While Owen Egerton’s Hollow begins with a creed—ex-professor Oliver’s declaration that he believes the Earth to be hollow—its wry and emotionally raw pages reveal the dangers of absolute belief, even as they reach for understanding, either real or illusory.
Hollow follows Oliver after the dissolution of his life’s security. His son dies in infancy; his community suspects that he is culpable; his university job disappears. After his marriage, too, proves to be less a rock than a briefly safe stop, Oliver winds up living in a backyard shack and frequenting homeless shelters for sustenance.
Oliver maintains one treasure from his past life, though—a love of books. They are how he meets his best friend, Lyle, an earnest devotee of the Hollow Earth Theory who convinces Oliver to cultivate a new kind of faith, in a world beneath the Earth’s crust. With need, Oliver subscribes to the notion and finds that he may soon be on an expedition the likes of which his previous, rational incarnation would never understand.
Egerton’s pages fluctuate between extremes, from Oliver’s insurmountable grief and guilt to the calculated wonder of Dr. Horner’s Hollow Earth propositions. The polished, academic discussions of faith that precede Oliver’s loss serve as a provocative counterpoint to the unhinged atmospheres in which he finds himself afterward: battling seedy characters in hospice settings, stockpiling adventure gear for a trip to the Arctic, and depending on a former student at the shelter for a lifeline. Up becomes down; fiction becomes fact; “crazy” becomes a place of refuge.

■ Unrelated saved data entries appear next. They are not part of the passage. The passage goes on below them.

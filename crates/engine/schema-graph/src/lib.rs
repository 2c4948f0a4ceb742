//! The reference graph of a schema.
//!
//! Fields point at types, arguments point at input types and types own fields, so a schema forms a
//! graph which may contain cycles. [`GraphNode::children`] exposes the outgoing edges of one node,
//! [`walk`] and [`validate`] traverse the whole graph and fail on the first reference which does
//! not resolve.

mod error;
mod node;
mod registry;
mod walk;

pub use error::{IntegrityError, Referrer};
pub use node::{GraphNode, Node, TraversalContext};
pub use registry::TypeRegistry;
pub use walk::{validate, walk};
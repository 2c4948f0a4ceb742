//! Field definitions for the engine schema.
//!
//! Declarative [`FieldSpec`]s are turned into [`Field`]s by [`build_fields`], every field without
//! middleware then receives a fallback resolver from [`bind_defaults`]. The fallback is the
//! schema's custom default resolver when one is configured in [`SchemaSettings`], the system
//! [`DefaultResolver`] otherwise. Running the middleware lives in the resolution crate.

mod binder;
mod builder;
mod config;
mod error;
mod field_types;
mod fields;
mod middleware;
mod outcome;
mod reference;
mod resolution;
mod schema;
mod spec;
mod types;

pub use binder::{bind_defaults, default_middleware};
pub use builder::{build_arguments, build_fields};
pub use config::{Config, ResolutionConfig, SchemaSettings};
pub use error::BuildError;
pub use field_types::{Deprecation, InvalidTypeReference, TypeReference};
pub use fields::{Argument, Field};
pub use middleware::{DefaultResolver, Middleware, ResolutionStep, ResolveFn, ResolverResult};
pub use outcome::{FieldError, Outcome, PluginId};
pub use reference::{propagate, Location, Reference, Referenced};
pub use resolution::{
    Arguments, BoxError, ExecutionInfo, Flow, PathSegment, Resolution, ResolutionError, ResolutionState, ResolverContext,
    ResponsePath,
};
pub use schema::{
    EnumSpec, InputObjectSpec, ObjectSpec, RootTypes, ScalarSpec, Schema, SchemaBuilder, SchemaDocument, TypeSpec,
};
pub use spec::{ArgumentAttributes, ArgumentSpec, FieldAttributes, FieldSpec};
pub use types::{EnumType, InputObjectType, ObjectType, ScalarType, TypeDefinition, TypeKind};

// Used by the trait definition in `middleware`, re-exported for implementors.
pub use async_trait::async_trait;
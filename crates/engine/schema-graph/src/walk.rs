use field_registry::Schema;
use indexmap::IndexSet;

use crate::{IntegrityError, Node, Referrer, TraversalContext, TypeRegistry};

/// Depth-first traversal from `roots`, returning the identifier of every reachable type in
/// discovery order. Each type is expanded once, so recursive types terminate.
pub fn walk<'a, N>(
    roots: impl IntoIterator<Item = N>,
    registry: &'a dyn TypeRegistry,
) -> Result<Vec<&'a str>, IntegrityError>
where
    N: Into<Node<'a>>,
{
    let ctx = TraversalContext::new(registry);
    let mut visited = IndexSet::new();

    let mut stack: Vec<Node<'a>> = roots.into_iter().map(Into::into).collect();
    stack.reverse();

    while let Some(node) = stack.pop() {
        if let Node::Type(definition) = node {
            if !visited.insert(definition.identifier()) {
                continue;
            }
        }

        let children = node.edges(&ctx)?;
        stack.extend(children.into_iter().rev());
    }

    Ok(visited.into_iter().collect())
}

/// Checks every type reference of `schema`.
///
/// Returns the types reachable from the root operation types. Unreachable types are checked too,
/// but not part of the result.
pub fn validate(schema: &Schema) -> Result<Vec<&str>, IntegrityError> {
    let ctx = TraversalContext::new(schema);
    let roots = [
        ("query", Some(schema.roots().query.as_str())),
        ("mutation", schema.roots().mutation.as_deref()),
        ("subscription", schema.roots().subscription.as_deref()),
    ];

    let mut root_types = Vec::with_capacity(roots.len());
    for (operation, identifier) in roots {
        if let Some(identifier) = identifier {
            root_types.push(ctx.lookup(identifier, || Referrer::Root(operation.to_owned()))?);
        }
    }

    let reachable = walk(root_types, schema)?;

    let unreachable = schema
        .types()
        .filter(|definition| !reachable.contains(&definition.identifier()))
        .collect::<Vec<_>>();
    if !unreachable.is_empty() {
        tracing::debug!(count = unreachable.len(), "checking types unreachable from the roots");
        walk(unreachable, schema)?;
    }

    tracing::debug!(reachable = reachable.len(), "validated schema references");

    Ok(reachable)
}
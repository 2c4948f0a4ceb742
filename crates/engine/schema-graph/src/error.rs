use std::fmt;

use itertools::Itertools;

/// The schema element holding a type reference.
#[derive(Clone, Debug, PartialEq, Eq)]
pub enum Referrer {
    Field(String),
    Argument(String),
    Root(String),
}

impl fmt::Display for Referrer {
    fn fmt(&self, f: &mut fmt::Formatter<'_>) -> fmt::Result {
        match self {
            Referrer::Field(identifier) => write!(f, "field `{identifier}`"),
            Referrer::Argument(identifier) => write!(f, "argument `{identifier}`"),
            Referrer::Root(operation) => write!(f, "the {operation} root"),
        }
    }
}

/// A reference in the schema graph which does not resolve. Traversal stops at the first one.
#[derive(Clone, Debug, PartialEq, Eq, thiserror::Error)]
pub enum IntegrityError {
    #[error("Unknown type `{identifier}` referenced by {referrer}. Known types: {}", .known.iter().join(", "))]
    UnknownType {
        referrer: Referrer,
        identifier: String,
        known: Vec<String>,
    },
    #[error("No type declared for {referrer}. Known types: {}", .known.iter().join(", "))]
    MissingType { referrer: Referrer, known: Vec<String> },
}

impl IntegrityError {
    pub fn referrer(&self) -> &Referrer {
        match self {
            IntegrityError::UnknownType { referrer, .. } | IntegrityError::MissingType { referrer, .. } => referrer,
        }
    }

    /// Every type identifier the registry knew about when the error was raised.
    pub fn known_types(&self) -> &[String] {
        match self {
            IntegrityError::UnknownType { known, .. } | IntegrityError::MissingType { known, .. } => known,
        }
    }
}
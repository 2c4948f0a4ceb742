use field_registry::{Schema, TypeDefinition};
use indexmap::IndexMap;

/// Where type references are looked up during traversal.
pub trait TypeRegistry {
    fn lookup_type(&self, identifier: &str) -> Option<&TypeDefinition>;

    /// All known identifiers, in declaration order.
    fn type_identifiers(&self) -> Vec<&str>;
}

impl TypeRegistry for Schema {
    fn lookup_type(&self, identifier: &str) -> Option<&TypeDefinition> {
        Schema::lookup_type(self, identifier)
    }

    fn type_identifiers(&self) -> Vec<&str> {
        self.type_map().keys().map(String::as_str).collect()
    }
}

impl TypeRegistry for IndexMap<String, TypeDefinition> {
    fn lookup_type(&self, identifier: &str) -> Option<&TypeDefinition> {
        self.get(identifier)
    }

    fn type_identifiers(&self) -> Vec<&str> {
        self.keys().map(String::as_str).collect()
    }
}
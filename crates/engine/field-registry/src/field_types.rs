use std::{fmt, str::FromStr};

/// A symbolic reference to a type, resolved lazily against a type registry.
///
/// Written in SDL notation when declared as text: `user`, `id!`, `[user!]!`.
#[derive(Clone, Debug, PartialEq, Eq, Hash, serde::Serialize, serde::Deserialize)]
#[serde(try_from = "String", into = "String")]
pub enum TypeReference {
    Named(String),
    List(Box<TypeReference>),
    NonNull(Box<TypeReference>),
}

#[derive(thiserror::Error, Debug, Clone, PartialEq, Eq)]
#[error("Invalid type reference `{0}`")]
pub struct InvalidTypeReference(pub String);

impl TypeReference {
    pub fn named(identifier: impl Into<String>) -> Self {
        TypeReference::Named(identifier.into())
    }

    #[must_use]
    pub fn list(self) -> Self {
        TypeReference::List(Box::new(self))
    }

    #[must_use]
    pub fn non_null(self) -> Self {
        TypeReference::NonNull(Box::new(self))
    }

    /// The identifier of the named type once every wrapper has been removed.
    pub fn base_identifier(&self) -> &str {
        match self {
            TypeReference::Named(identifier) => identifier,
            TypeReference::List(inner) | TypeReference::NonNull(inner) => inner.base_identifier(),
        }
    }

    /// Fails when the named base type is not a valid identifier.
    pub fn validate(&self) -> Result<(), InvalidTypeReference> {
        let base = self.base_identifier();
        if is_identifier(base) {
            Ok(())
        } else {
            Err(InvalidTypeReference(base.to_owned()))
        }
    }

    pub fn is_non_null(&self) -> bool {
        matches!(self, TypeReference::NonNull(_))
    }

    pub fn is_list(&self) -> bool {
        match self {
            TypeReference::List(_) => true,
            TypeReference::NonNull(inner) => inner.is_list(),
            TypeReference::Named(_) => false,
        }
    }
}

/// Parses SDL notation. Malformed input is kept as a single named reference, which
/// [`TypeReference::validate`] rejects when fields and arguments are built.
impl From<&str> for TypeReference {
    fn from(input: &str) -> Self {
        input
            .parse()
            .unwrap_or_else(|_| TypeReference::Named(input.to_owned()))
    }
}

impl FromStr for TypeReference {
    type Err = InvalidTypeReference;

    fn from_str(input: &str) -> Result<Self, Self::Err> {
        let ty = input.trim();

        if let Some(inner) = ty.strip_suffix('!') {
            let inner: TypeReference = inner.parse().map_err(|_| InvalidTypeReference(input.to_owned()))?;
            if inner.is_non_null() {
                return Err(InvalidTypeReference(input.to_owned()));
            }
            return Ok(inner.non_null());
        }

        if let Some(inner) = ty.strip_prefix('[').and_then(|rest| rest.strip_suffix(']')) {
            let inner: TypeReference = inner.parse().map_err(|_| InvalidTypeReference(input.to_owned()))?;
            return Ok(inner.list());
        }

        if is_identifier(ty) {
            Ok(TypeReference::Named(ty.to_owned()))
        } else {
            Err(InvalidTypeReference(input.to_owned()))
        }
    }
}

fn is_identifier(ty: &str) -> bool {
    !ty.is_empty()
        && !ty.starts_with(|c: char| c.is_ascii_digit())
        && ty.chars().all(|c| c.is_ascii_alphanumeric() || c == '_')
}

impl TryFrom<String> for TypeReference {
    type Error = InvalidTypeReference;

    fn try_from(value: String) -> Result<Self, Self::Error> {
        value.parse()
    }
}

impl From<TypeReference> for String {
    fn from(value: TypeReference) -> Self {
        value.to_string()
    }
}

impl fmt::Display for TypeReference {
    fn fmt(&self, f: &mut fmt::Formatter<'_>) -> fmt::Result {
        match self {
            TypeReference::Named(identifier) => f.write_str(identifier),
            TypeReference::List(inner) => write!(f, "[{inner}]"),
            TypeReference::NonNull(inner) => write!(f, "{inner}!"),
        }
    }
}

#[derive(Clone, Debug, Default, PartialEq, Eq, Hash, serde::Serialize, serde::Deserialize)]
pub enum Deprecation {
    #[default]
    NoDeprecated,
    Deprecated {
        reason: Option<String>,
    },
}

impl Deprecation {
    pub fn is_deprecated(&self) -> bool {
        matches!(self, Deprecation::Deprecated { .. })
    }

    pub fn reason(&self) -> Option<&str> {
        match self {
            Deprecation::NoDeprecated => None,
            Deprecation::Deprecated { reason } => reason.as_deref(),
        }
    }
}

Characters on the edge—who wrestle daily with death, criminality, or even madness—wind up seeming more anchored than those who think they’ve got it all figured out. Rich questions about how and why people construct meaning arise in the wake of the novel’s traumas and revelations. Conflagrant developments pave the way for new possibilities. The novel stops short of stripping faith of meaning, but it does reveal it to be a frequent foil.
Hollow is a work with an animate, vibrant, and awe-inducing core.